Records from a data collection
--------------------------------------------------

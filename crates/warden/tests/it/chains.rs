//! `wallet_switchEthereumChain` / `wallet_addEthereumChain` behavior: the
//! switch orchestrator rules and the add-chain flow chaining.

use crate::utils::{MockHost, ORIGIN, api, legacy_caveat, multichain_caveat, request};
use serde_json::{Value, json};
use warden::WalletError;

fn switch(chain_id: &str) -> warden_core::request::WalletRequest {
    request("wallet_switchEthereumChain", json!([{ "chainId": chain_id }]))
}

fn polygon_params() -> Value {
    json!([{
        "chainId": "0x89",
        "chainName": "Polygon",
        "nativeCurrency": { "symbol": "MATIC", "decimals": 18 },
        "rpcUrls": ["https://polygon-rpc.com"],
        "blockExplorerUrls": ["https://polygonscan.com"],
    }])
}

#[tokio::test]
async fn switching_to_the_current_chain_is_a_noop() {
    let host = MockHost::new();
    host.add_network(1, "ETH", "https://eth.example");
    host.set_current_chain(ORIGIN, 1);

    let result = api(&host).execute(ORIGIN, switch("0x1")).await;
    assert_eq!(result.success_value(), Some(&Value::Null));

    assert!(host.set_active_calls().is_empty());
    assert!(host.permission_prompts().is_empty());
    assert!(host.started_flows().is_empty());
}

#[tokio::test]
async fn switching_to_an_unknown_chain_is_4902() {
    let host = MockHost::new();
    host.set_current_chain(ORIGIN, 1);

    let result = api(&host).execute(ORIGIN, switch("0x64")).await;
    let err = result.error_value().unwrap();
    assert_eq!(err.code.code(), 4902);
    assert_eq!(
        err.message,
        "Unrecognized chain ID \"0x64\". Try adding the chain using wallet_addEthereumChain first."
    );
    assert!(host.set_active_calls().is_empty());
}

#[tokio::test]
async fn fresh_origin_is_prompted_and_granted() {
    let host = MockHost::new();
    host.add_network(137, "MATIC", "https://polygon-rpc.com");
    host.set_current_chain(ORIGIN, 1);

    let result = api(&host).execute(ORIGIN, switch("0x89")).await;
    assert_eq!(result.success_value(), Some(&Value::Null));

    let prompts = host.permission_prompts();
    assert_eq!(prompts.len(), 1);
    assert_eq!(prompts[0].requested_chain_ids, [137]);

    let caveat = host.caveat(ORIGIN).unwrap();
    assert!(!caveat.is_multichain_origin);
    assert!(caveat.required_scopes.is_empty());
    assert_eq!(warden_core::adapters::get_permitted_eth_chain_ids(&caveat), [137]);
    assert!(warden_core::adapters::get_eth_accounts(&caveat).is_empty());

    assert_eq!(
        host.set_active_calls(),
        [(ORIGIN.to_string(), "client-0x89".to_string())]
    );
}

#[tokio::test]
async fn permitted_chain_switches_without_a_prompt() {
    let host = MockHost::new();
    host.add_network(137, "MATIC", "https://polygon-rpc.com");
    host.set_current_chain(ORIGIN, 1);
    host.set_caveat(ORIGIN, legacy_caveat(&[1, 137], &[]));

    let result = api(&host).execute(ORIGIN, switch("0x89")).await;
    assert_eq!(result.success_value(), Some(&Value::Null));
    assert!(host.permission_prompts().is_empty());
    assert_eq!(host.set_active_calls().len(), 1);
}

#[tokio::test]
async fn multichain_grants_lock_out_legacy_switching() {
    let host = MockHost::new();
    host.add_network(1, "ETH", "https://eth.example");
    host.set_current_chain(ORIGIN, 137);
    host.set_caveat(ORIGIN, multichain_caveat(&[137], &[]));

    let result = api(&host).execute(ORIGIN, switch("0x1")).await;
    let err = result.error_value().unwrap();
    assert_eq!(err.code.code(), 4100);
    assert_eq!(
        err.message,
        "Cannot switch to or add permissions for chainId '0x1' because permissions were granted over the Multichain API."
    );
    assert!(host.set_active_calls().is_empty());
    assert!(host.permission_prompts().is_empty());
    // the grant is untouched
    assert_eq!(host.caveat(ORIGIN).unwrap(), multichain_caveat(&[137], &[]));
}

#[tokio::test]
async fn legacy_grant_is_extended_after_an_incremental_prompt() {
    let host = MockHost::new();
    host.add_network(137, "MATIC", "https://polygon-rpc.com");
    host.set_current_chain(ORIGIN, 1);
    host.set_caveat(ORIGIN, legacy_caveat(&[1], &[]));

    let result = api(&host).execute(ORIGIN, switch("0x89")).await;
    assert_eq!(result.success_value(), Some(&Value::Null));

    assert_eq!(host.permission_prompts().len(), 1);
    let caveat = host.caveat(ORIGIN).unwrap();
    assert_eq!(warden_core::adapters::get_permitted_eth_chain_ids(&caveat), [1, 137]);
    assert_eq!(host.set_active_calls().len(), 1);
}

#[tokio::test]
async fn bare_switch_rejection_propagates() {
    let host = MockHost::new();
    host.add_network(137, "MATIC", "https://polygon-rpc.com");
    host.set_current_chain(ORIGIN, 1);
    host.queue_permission_approval(Err(WalletError::UserRejected));

    let result = api(&host).execute(ORIGIN, switch("0x89")).await;
    let err = result.error_value().unwrap();
    assert_eq!(err.code.code(), 4001);
    assert!(host.set_active_calls().is_empty());
    assert!(host.caveat(ORIGIN).is_none());
}

#[tokio::test]
async fn add_chain_runs_the_full_two_prompt_flow() {
    let host = MockHost::new();
    host.set_current_chain(ORIGIN, 1);

    let result =
        api(&host).execute(ORIGIN, request("wallet_addEthereumChain", polygon_params())).await;
    assert_eq!(result.success_value(), Some(&Value::Null));

    // add approval, then network upsert
    let add_prompts = host.add_chain_prompts();
    assert_eq!(add_prompts.len(), 1);
    assert_eq!(add_prompts[0].chain_name, "Polygon");
    let upserts = host.upserts();
    assert_eq!(upserts.len(), 1);
    assert_eq!(upserts[0].ticker, "MATIC");
    assert_eq!(upserts[0].rpc_url.as_str(), "https://polygon-rpc.com/");

    // then the switch prompt for 0x89 and the network change
    let prompts = host.permission_prompts();
    assert_eq!(prompts.len(), 1);
    assert_eq!(prompts[0].requested_chain_ids, [137]);
    assert_eq!(
        host.set_active_calls(),
        [(ORIGIN.to_string(), "client-0x89".to_string())]
    );

    // one flow, ended exactly once
    assert_eq!(host.started_flows().len(), 1);
    assert_eq!(host.ended_flows(), host.started_flows());
}

#[tokio::test]
async fn declining_the_chained_switch_is_still_success() {
    let host = MockHost::new();
    host.set_current_chain(ORIGIN, 1);
    host.queue_permission_approval(Err(WalletError::UserRejected));

    let result =
        api(&host).execute(ORIGIN, request("wallet_addEthereumChain", polygon_params())).await;
    // the chain was added; not switching is the user's choice, not an error
    assert_eq!(result.success_value(), Some(&Value::Null));

    assert_eq!(host.upserts().len(), 1);
    assert!(host.set_active_calls().is_empty());
    assert!(host.caveat(ORIGIN).is_none());
    assert_eq!(host.ended_flows(), host.started_flows());
    assert_eq!(host.started_flows().len(), 1);
}

#[tokio::test]
async fn add_flow_extends_a_legacy_grant_without_a_second_prompt() {
    let host = MockHost::new();
    host.set_current_chain(ORIGIN, 1);
    host.set_caveat(ORIGIN, legacy_caveat(&[1], &[]));

    let result =
        api(&host).execute(ORIGIN, request("wallet_addEthereumChain", polygon_params())).await;
    assert_eq!(result.success_value(), Some(&Value::Null));

    // the add approval covered consent; no incremental permission prompt
    assert_eq!(host.add_chain_prompts().len(), 1);
    assert!(host.permission_prompts().is_empty());

    let caveat = host.caveat(ORIGIN).unwrap();
    assert_eq!(warden_core::adapters::get_permitted_eth_chain_ids(&caveat), [1, 137]);
    assert_eq!(host.set_active_calls().len(), 1);
    assert_eq!(host.ended_flows(), host.started_flows());
}

#[tokio::test]
async fn adding_a_known_endpoint_skips_the_add_prompt() {
    let host = MockHost::new();
    host.add_network(137, "MATIC", "https://polygon-rpc.com");
    host.set_current_chain(ORIGIN, 1);
    host.set_caveat(ORIGIN, legacy_caveat(&[137], &[]));

    let result =
        api(&host).execute(ORIGIN, request("wallet_addEthereumChain", polygon_params())).await;
    assert_eq!(result.success_value(), Some(&Value::Null));

    assert!(host.add_chain_prompts().is_empty());
    assert!(host.upserts().is_empty());
    assert!(host.started_flows().is_empty());
    assert_eq!(host.set_active_calls().len(), 1);
}

#[tokio::test]
async fn adding_the_current_chain_only_records_the_network() {
    let host = MockHost::new();
    host.set_current_chain(ORIGIN, 137);

    let result =
        api(&host).execute(ORIGIN, request("wallet_addEthereumChain", polygon_params())).await;
    assert_eq!(result.success_value(), Some(&Value::Null));

    assert_eq!(host.upserts().len(), 1);
    assert!(host.permission_prompts().is_empty());
    assert!(host.set_active_calls().is_empty());
    // the flow opened for the add is still closed
    assert_eq!(host.started_flows().len(), 1);
    assert_eq!(host.ended_flows(), host.started_flows());
}

#[tokio::test]
async fn ticker_mismatch_against_an_existing_network_is_rejected() {
    let host = MockHost::new();
    host.add_network(137, "MATIC", "https://polygon-rpc.com");
    host.set_current_chain(ORIGIN, 1);

    let mut params = polygon_params();
    params[0]["nativeCurrency"]["symbol"] = json!("WRONG");
    let result = api(&host).execute(ORIGIN, request("wallet_addEthereumChain", params)).await;

    let err = result.error_value().unwrap();
    assert_eq!(err.code.code(), -32602);
    assert_eq!(
        err.message,
        "nativeCurrency.symbol does not match currency symbol for a network the user already has added with the same chainId. Received:\nWRONG"
    );
    assert!(host.started_flows().is_empty());
    assert!(host.upserts().is_empty());
}

#[tokio::test]
async fn preapproved_switch_grants_without_a_prompt() {
    let host = MockHost::new();
    host.add_network(137, "MATIC", "https://polygon-rpc.com");
    host.set_current_chain(ORIGIN, 1);

    api(&host).switch_chain_preapproved(ORIGIN, 137).await.unwrap();

    assert!(host.permission_prompts().is_empty());
    let caveat = host.caveat(ORIGIN).unwrap();
    assert!(!caveat.is_multichain_origin);
    assert_eq!(warden_core::adapters::get_permitted_eth_chain_ids(&caveat), [137]);
    assert_eq!(
        host.set_active_calls(),
        [(ORIGIN.to_string(), "client-0x89".to_string())]
    );
}

#[tokio::test]
async fn preapproved_switch_extends_a_legacy_grant_silently() {
    let host = MockHost::new();
    host.add_network(137, "MATIC", "https://polygon-rpc.com");
    host.set_current_chain(ORIGIN, 1);
    host.set_caveat(ORIGIN, legacy_caveat(&[1], &[]));

    api(&host).switch_chain_preapproved(ORIGIN, 137).await.unwrap();

    assert!(host.permission_prompts().is_empty());
    let caveat = host.caveat(ORIGIN).unwrap();
    assert_eq!(warden_core::adapters::get_permitted_eth_chain_ids(&caveat), [1, 137]);
    assert_eq!(host.set_active_calls().len(), 1);
}

#[tokio::test]
async fn preapproved_switch_still_respects_the_multichain_lockout() {
    let host = MockHost::new();
    host.add_network(1, "ETH", "https://eth.example");
    host.set_current_chain(ORIGIN, 137);
    host.set_caveat(ORIGIN, multichain_caveat(&[137], &[]));

    let err = api(&host).switch_chain_preapproved(ORIGIN, 1).await.unwrap_err();
    assert!(matches!(err, WalletError::MultichainOriginLockout(1)));
    assert!(host.set_active_calls().is_empty());
    assert_eq!(host.caveat(ORIGIN).unwrap(), multichain_caveat(&[137], &[]));
}

#[tokio::test]
async fn rejecting_the_add_prompt_closes_the_flow() {
    let host = MockHost::new();
    host.set_current_chain(ORIGIN, 1);
    host.queue_add_chain_approval(Err(WalletError::UserRejected));

    let result =
        api(&host).execute(ORIGIN, request("wallet_addEthereumChain", polygon_params())).await;
    // no approval flow id was attached yet, so the rejection surfaces
    assert_eq!(result.error_value().unwrap().code.code(), 4001);

    assert!(host.upserts().is_empty());
    assert!(host.set_active_calls().is_empty());
    assert_eq!(host.started_flows().len(), 1);
    assert_eq!(host.ended_flows(), host.started_flows());
}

--------------------------------------------------

= WHAT YOU NEED TO DO =
Please find how many lines in the records hold "chainId", then give that number with nothing else.

= RESULT =
4